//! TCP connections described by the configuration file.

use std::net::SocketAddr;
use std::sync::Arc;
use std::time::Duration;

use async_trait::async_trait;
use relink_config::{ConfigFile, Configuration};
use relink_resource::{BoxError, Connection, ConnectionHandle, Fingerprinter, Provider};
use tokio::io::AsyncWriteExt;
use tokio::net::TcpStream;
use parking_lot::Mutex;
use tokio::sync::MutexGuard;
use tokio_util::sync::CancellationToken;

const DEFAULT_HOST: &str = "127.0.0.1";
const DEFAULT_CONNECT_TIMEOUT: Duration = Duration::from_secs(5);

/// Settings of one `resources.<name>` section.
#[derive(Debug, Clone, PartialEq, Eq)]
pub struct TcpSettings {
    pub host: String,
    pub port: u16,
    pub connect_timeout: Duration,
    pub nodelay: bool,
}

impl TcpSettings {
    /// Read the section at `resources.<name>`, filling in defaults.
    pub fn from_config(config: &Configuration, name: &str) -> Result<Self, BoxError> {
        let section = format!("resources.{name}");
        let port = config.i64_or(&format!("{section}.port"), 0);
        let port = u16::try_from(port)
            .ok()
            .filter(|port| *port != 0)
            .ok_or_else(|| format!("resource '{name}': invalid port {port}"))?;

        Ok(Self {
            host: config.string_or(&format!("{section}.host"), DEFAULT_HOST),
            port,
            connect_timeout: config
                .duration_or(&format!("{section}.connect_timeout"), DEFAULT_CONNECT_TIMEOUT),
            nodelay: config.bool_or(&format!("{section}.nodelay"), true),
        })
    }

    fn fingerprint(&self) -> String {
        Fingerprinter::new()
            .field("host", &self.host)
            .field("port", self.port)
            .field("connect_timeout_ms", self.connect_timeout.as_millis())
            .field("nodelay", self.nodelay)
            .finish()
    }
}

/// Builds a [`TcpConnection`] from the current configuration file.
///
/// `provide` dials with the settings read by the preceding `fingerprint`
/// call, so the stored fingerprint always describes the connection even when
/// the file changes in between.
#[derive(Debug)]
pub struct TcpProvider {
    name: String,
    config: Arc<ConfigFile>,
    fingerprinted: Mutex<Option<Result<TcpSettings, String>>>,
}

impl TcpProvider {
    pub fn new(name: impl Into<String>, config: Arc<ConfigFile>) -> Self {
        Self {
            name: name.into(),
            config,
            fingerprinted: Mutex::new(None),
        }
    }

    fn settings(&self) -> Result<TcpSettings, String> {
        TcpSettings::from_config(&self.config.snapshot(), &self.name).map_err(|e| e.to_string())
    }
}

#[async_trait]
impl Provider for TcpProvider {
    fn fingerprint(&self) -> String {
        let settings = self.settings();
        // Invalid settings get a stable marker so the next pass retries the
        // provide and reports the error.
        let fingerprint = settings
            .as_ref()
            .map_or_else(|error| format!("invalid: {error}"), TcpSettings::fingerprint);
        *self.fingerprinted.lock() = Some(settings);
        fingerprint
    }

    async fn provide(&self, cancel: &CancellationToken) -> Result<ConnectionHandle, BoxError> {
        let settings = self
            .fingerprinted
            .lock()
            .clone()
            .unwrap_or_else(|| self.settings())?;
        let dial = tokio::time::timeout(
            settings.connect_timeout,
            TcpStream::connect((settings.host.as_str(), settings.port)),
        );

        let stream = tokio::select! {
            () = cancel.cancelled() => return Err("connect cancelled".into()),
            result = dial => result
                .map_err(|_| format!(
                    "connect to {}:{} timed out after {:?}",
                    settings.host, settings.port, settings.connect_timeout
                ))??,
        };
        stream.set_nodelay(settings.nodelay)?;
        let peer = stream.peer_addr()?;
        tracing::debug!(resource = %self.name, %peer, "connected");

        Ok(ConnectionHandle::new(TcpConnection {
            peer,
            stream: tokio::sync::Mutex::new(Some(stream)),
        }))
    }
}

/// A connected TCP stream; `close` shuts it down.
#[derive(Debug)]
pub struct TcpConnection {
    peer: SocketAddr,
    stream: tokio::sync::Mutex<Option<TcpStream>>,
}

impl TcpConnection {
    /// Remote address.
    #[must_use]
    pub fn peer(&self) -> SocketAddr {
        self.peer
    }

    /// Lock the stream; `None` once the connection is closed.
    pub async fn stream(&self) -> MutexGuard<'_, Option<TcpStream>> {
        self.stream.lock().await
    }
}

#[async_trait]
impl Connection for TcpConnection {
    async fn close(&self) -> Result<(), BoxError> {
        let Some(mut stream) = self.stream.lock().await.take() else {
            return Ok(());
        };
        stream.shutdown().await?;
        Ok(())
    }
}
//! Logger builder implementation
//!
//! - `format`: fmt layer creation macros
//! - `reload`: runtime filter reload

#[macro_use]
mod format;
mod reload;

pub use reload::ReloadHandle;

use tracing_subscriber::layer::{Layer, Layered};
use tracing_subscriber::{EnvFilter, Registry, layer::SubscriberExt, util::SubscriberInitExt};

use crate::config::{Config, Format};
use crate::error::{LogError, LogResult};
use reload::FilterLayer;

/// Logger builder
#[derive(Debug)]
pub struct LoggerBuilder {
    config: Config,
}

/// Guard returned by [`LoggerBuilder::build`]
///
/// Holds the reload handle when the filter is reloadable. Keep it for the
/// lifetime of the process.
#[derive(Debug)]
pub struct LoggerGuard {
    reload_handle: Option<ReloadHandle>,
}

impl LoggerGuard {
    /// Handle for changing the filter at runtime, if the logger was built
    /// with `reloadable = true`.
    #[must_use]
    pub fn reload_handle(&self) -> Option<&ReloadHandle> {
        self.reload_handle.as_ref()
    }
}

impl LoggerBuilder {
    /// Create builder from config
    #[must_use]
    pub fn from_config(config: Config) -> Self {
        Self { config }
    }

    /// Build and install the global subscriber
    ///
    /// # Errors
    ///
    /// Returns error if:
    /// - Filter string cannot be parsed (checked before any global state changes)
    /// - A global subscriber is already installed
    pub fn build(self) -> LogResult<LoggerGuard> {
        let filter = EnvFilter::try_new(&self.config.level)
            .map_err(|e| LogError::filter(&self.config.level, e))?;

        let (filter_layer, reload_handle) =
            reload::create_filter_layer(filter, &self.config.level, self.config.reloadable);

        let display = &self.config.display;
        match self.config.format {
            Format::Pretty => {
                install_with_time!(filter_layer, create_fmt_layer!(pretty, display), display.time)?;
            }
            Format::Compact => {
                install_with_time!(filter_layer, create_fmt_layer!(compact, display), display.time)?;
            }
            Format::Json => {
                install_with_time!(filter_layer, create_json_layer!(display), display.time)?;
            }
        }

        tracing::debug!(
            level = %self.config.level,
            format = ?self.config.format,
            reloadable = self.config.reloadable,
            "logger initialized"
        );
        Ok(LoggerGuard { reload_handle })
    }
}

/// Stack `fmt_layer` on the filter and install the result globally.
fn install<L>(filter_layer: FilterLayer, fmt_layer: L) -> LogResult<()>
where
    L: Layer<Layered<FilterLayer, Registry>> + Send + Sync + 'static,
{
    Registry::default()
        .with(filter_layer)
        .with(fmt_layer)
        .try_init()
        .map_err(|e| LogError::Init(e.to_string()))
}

--

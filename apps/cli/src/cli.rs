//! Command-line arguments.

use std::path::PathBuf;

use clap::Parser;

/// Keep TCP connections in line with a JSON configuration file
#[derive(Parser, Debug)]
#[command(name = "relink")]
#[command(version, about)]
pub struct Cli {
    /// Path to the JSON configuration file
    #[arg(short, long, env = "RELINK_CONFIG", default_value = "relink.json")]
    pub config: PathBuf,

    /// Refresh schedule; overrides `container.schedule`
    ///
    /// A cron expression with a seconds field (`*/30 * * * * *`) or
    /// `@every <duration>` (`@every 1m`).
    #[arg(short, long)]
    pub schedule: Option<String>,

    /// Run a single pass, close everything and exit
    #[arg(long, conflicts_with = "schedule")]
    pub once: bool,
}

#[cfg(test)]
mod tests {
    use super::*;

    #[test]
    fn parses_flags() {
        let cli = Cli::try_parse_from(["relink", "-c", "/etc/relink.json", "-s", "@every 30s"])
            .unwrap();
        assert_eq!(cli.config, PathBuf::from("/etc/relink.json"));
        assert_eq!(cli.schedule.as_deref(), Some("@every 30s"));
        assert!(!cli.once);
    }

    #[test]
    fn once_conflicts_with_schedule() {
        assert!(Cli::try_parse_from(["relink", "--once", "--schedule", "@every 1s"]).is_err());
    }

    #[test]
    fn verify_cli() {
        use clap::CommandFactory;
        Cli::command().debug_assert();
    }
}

## Task objective:
Give back every line of the listing where the word "SocketAddr" shows up.

## Task answer:
use std::net::SocketAddr;
    peer: SocketAddr,
    pub fn peer(&self) -> SocketAddr {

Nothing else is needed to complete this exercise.